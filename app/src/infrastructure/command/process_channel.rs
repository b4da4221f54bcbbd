use std::io::ErrorKind;
use std::process::Stdio;
use std::sync::atomic::{AtomicBool, Ordering};
use std::sync::Arc;

use domain::model::vo::{CommandOutput, Credential, Location};
use domain::service::{ChannelFactory, CommandChannel};
use domain::{Result, SchedulerError};
use tokio::io::AsyncWriteExt;

use super::ssh_proxy::{MaybeSsh, SshConfig, SSH_FAILURE};

/// Runs scheduler commands as child processes, locally or through `ssh`.
#[derive(Debug)]
pub struct ProcessChannel {
    ssh: Option<SshConfig>,
    closed: AtomicBool,
}

impl AsRef<Option<SshConfig>> for ProcessChannel {
    fn as_ref(&self) -> &Option<SshConfig> {
        &self.ssh
    }
}

impl ProcessChannel {
    pub fn new(ssh: Option<SshConfig>) -> Self {
        Self {
            ssh,
            closed: AtomicBool::new(false),
        }
    }
}

#[async_trait::async_trait]
impl CommandChannel for ProcessChannel {
    async fn run(
        &self,
        stdin: Option<&str>,
        command: &str,
        args: &[String],
    ) -> Result<CommandOutput> {
        if self.closed.load(Ordering::Acquire) {
            return Err(SchedulerError::AlreadyClosed);
        }

        let transport = |e: std::io::Error| SchedulerError::Transport(format!("{command}: {e}"));
        let mut child = self
            .command(command, args)
            .stdin(if stdin.is_some() { Stdio::piped() } else { Stdio::null() })
            .stdout(Stdio::piped())
            .stderr(Stdio::piped())
            .kill_on_drop(true)
            .spawn()
            .map_err(transport)?;

        let pipe = child.stdin.take();
        let feed = async move {
            match (stdin, pipe) {
                (Some(input), Some(mut pipe)) => match pipe.write_all(input.as_bytes()).await {
                    Ok(()) => pipe.shutdown().await,
                    Err(e) => Err(e),
                },
                _ => Ok(()),
            }
        };
        // Stdin is written while the output pipes drain
        let (fed, output) = futures::join!(feed, child.wait_with_output());
        let output = output.map_err(transport)?;
        match fed {
            // The command may exit without reading its input
            Err(e) if e.kind() != ErrorKind::BrokenPipe => return Err(transport(e)),
            _ => {}
        }

        let output = CommandOutput {
            stdout: String::from_utf8_lossy(&output.stdout).into_owned(),
            stderr: String::from_utf8_lossy(&output.stderr).into_owned(),
            exit_code: output.status.code().unwrap_or(-1),
        };
        if self.is_ssh() && output.exit_code == SSH_FAILURE {
            return Err(SchedulerError::Transport(output.stderr.trim().to_owned()));
        }
        Ok(output)
    }

    async fn close(&self) -> Result<()> {
        if self.closed.swap(true, Ordering::AcqRel) {
            return Err(SchedulerError::AlreadyClosed);
        }
        Ok(())
    }
}

#[derive(Debug, Default, Clone, Copy)]
pub struct ProcessChannelFactory;

#[async_trait::async_trait]
impl ChannelFactory for ProcessChannelFactory {
    async fn open(
        &self,
        location: &Location,
        credential: &Credential,
    ) -> Result<Arc<dyn CommandChannel>> {
        tracing::debug!(%location, "Opening process channel");
        Ok(Arc::new(ProcessChannel::new(SshConfig::new(location, credential))))
    }
}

**********

◆ Your objective
Transcribe each line of the material without any alteration.

◆ Task result
filename app/src/infrastructure/command/process_channel.rs
repository b4da4221f54bcbbd
use std::io::ErrorKind;
use std::process::Stdio;
use std::sync::atomic::{AtomicBool, Ordering};
use std::sync::Arc;

use domain::model::vo::{CommandOutput, Credential, Location};
use domain::service::{ChannelFactory, CommandChannel};
use domain::{Result, SchedulerError};
use tokio::io::AsyncWriteExt;

use super::ssh_proxy::{MaybeSsh, SshConfig, SSH_FAILURE};

/// Runs scheduler commands as child processes, locally or through `ssh`.
#[derive(Debug)]
pub struct ProcessChannel {
    ssh: Option<SshConfig>,
    closed: AtomicBool,
}

impl AsRef<Option<SshConfig>> for ProcessChannel {
    fn as_ref(&self) -> &Option<SshConfig> {
        &self.ssh
    }
}

impl ProcessChannel {
    pub fn new(ssh: Option<SshConfig>) -> Self {
        Self {
            ssh,
            closed: AtomicBool::new(false),
        }
    }
}

#[async_trait::async_trait]
impl CommandChannel for ProcessChannel {
    async fn run(
        &self,
        stdin: Option<&str>,
        command: &str,
        args: &[String],
    ) -> Result<CommandOutput> {
        if self.closed.load(Ordering::Acquire) {
            return Err(SchedulerError::AlreadyClosed);
        }

        let transport = |e: std::io::Error| SchedulerError::Transport(format!("{command}: {e}"));
        let mut child = self
            .command(command, args)
            .stdin(if stdin.is_some() { Stdio::piped() } else { Stdio::null() })
            .stdout(Stdio::piped())
            .stderr(Stdio::piped())
            .kill_on_drop(true)
            .spawn()
            .map_err(transport)?;

        let pipe = child.stdin.take();
        let feed = async move {
            match (stdin, pipe) {
                (Some(input), Some(mut pipe)) => match pipe.write_all(input.as_bytes()).await {
                    Ok(()) => pipe.shutdown().await,
                    Err(e) => Err(e),
                },
                _ => Ok(()),
            }
        };
        // Stdin is written while the output pipes drain
        let (fed, output) = futures::join!(feed, child.wait_with_output());
        let output = output.map_err(transport)?;
        match fed {
            // The command may exit without reading its input
            Err(e) if e.kind() != ErrorKind::BrokenPipe => return Err(transport(e)),
            _ => {}
        }

        let output = CommandOutput {
            stdout: String::from_utf8_lossy(&output.stdout).into_owned(),
            stderr: String::from_utf8_lossy(&output.stderr).into_owned(),
            exit_code: output.status.code().unwrap_or(-1),
        };
        if self.is_ssh() && output.exit_code == SSH_FAILURE {
            return Err(SchedulerError::Transport(output.stderr.trim().to_owned()));
        }
        Ok(output)
    }

    async fn close(&self) -> Result<()> {
        if self.closed.swap(true, Ordering::AcqRel) {
            return Err(SchedulerError::AlreadyClosed);
        }
        Ok(())
    }
}

#[derive(Debug, Default, Clone, Copy)]
pub struct ProcessChannelFactory;

#[async_trait::async_trait]
impl ChannelFactory for ProcessChannelFactory {
    async fn open(
        &self,
        location: &Location,
        credential: &Credential,
    ) -> Result<Arc<dyn CommandChannel>> {
        tracing::debug!(%location, "Opening process channel");
        Ok(Arc::new(ProcessChannel::new(SshConfig::new(location, credential))))
    }
}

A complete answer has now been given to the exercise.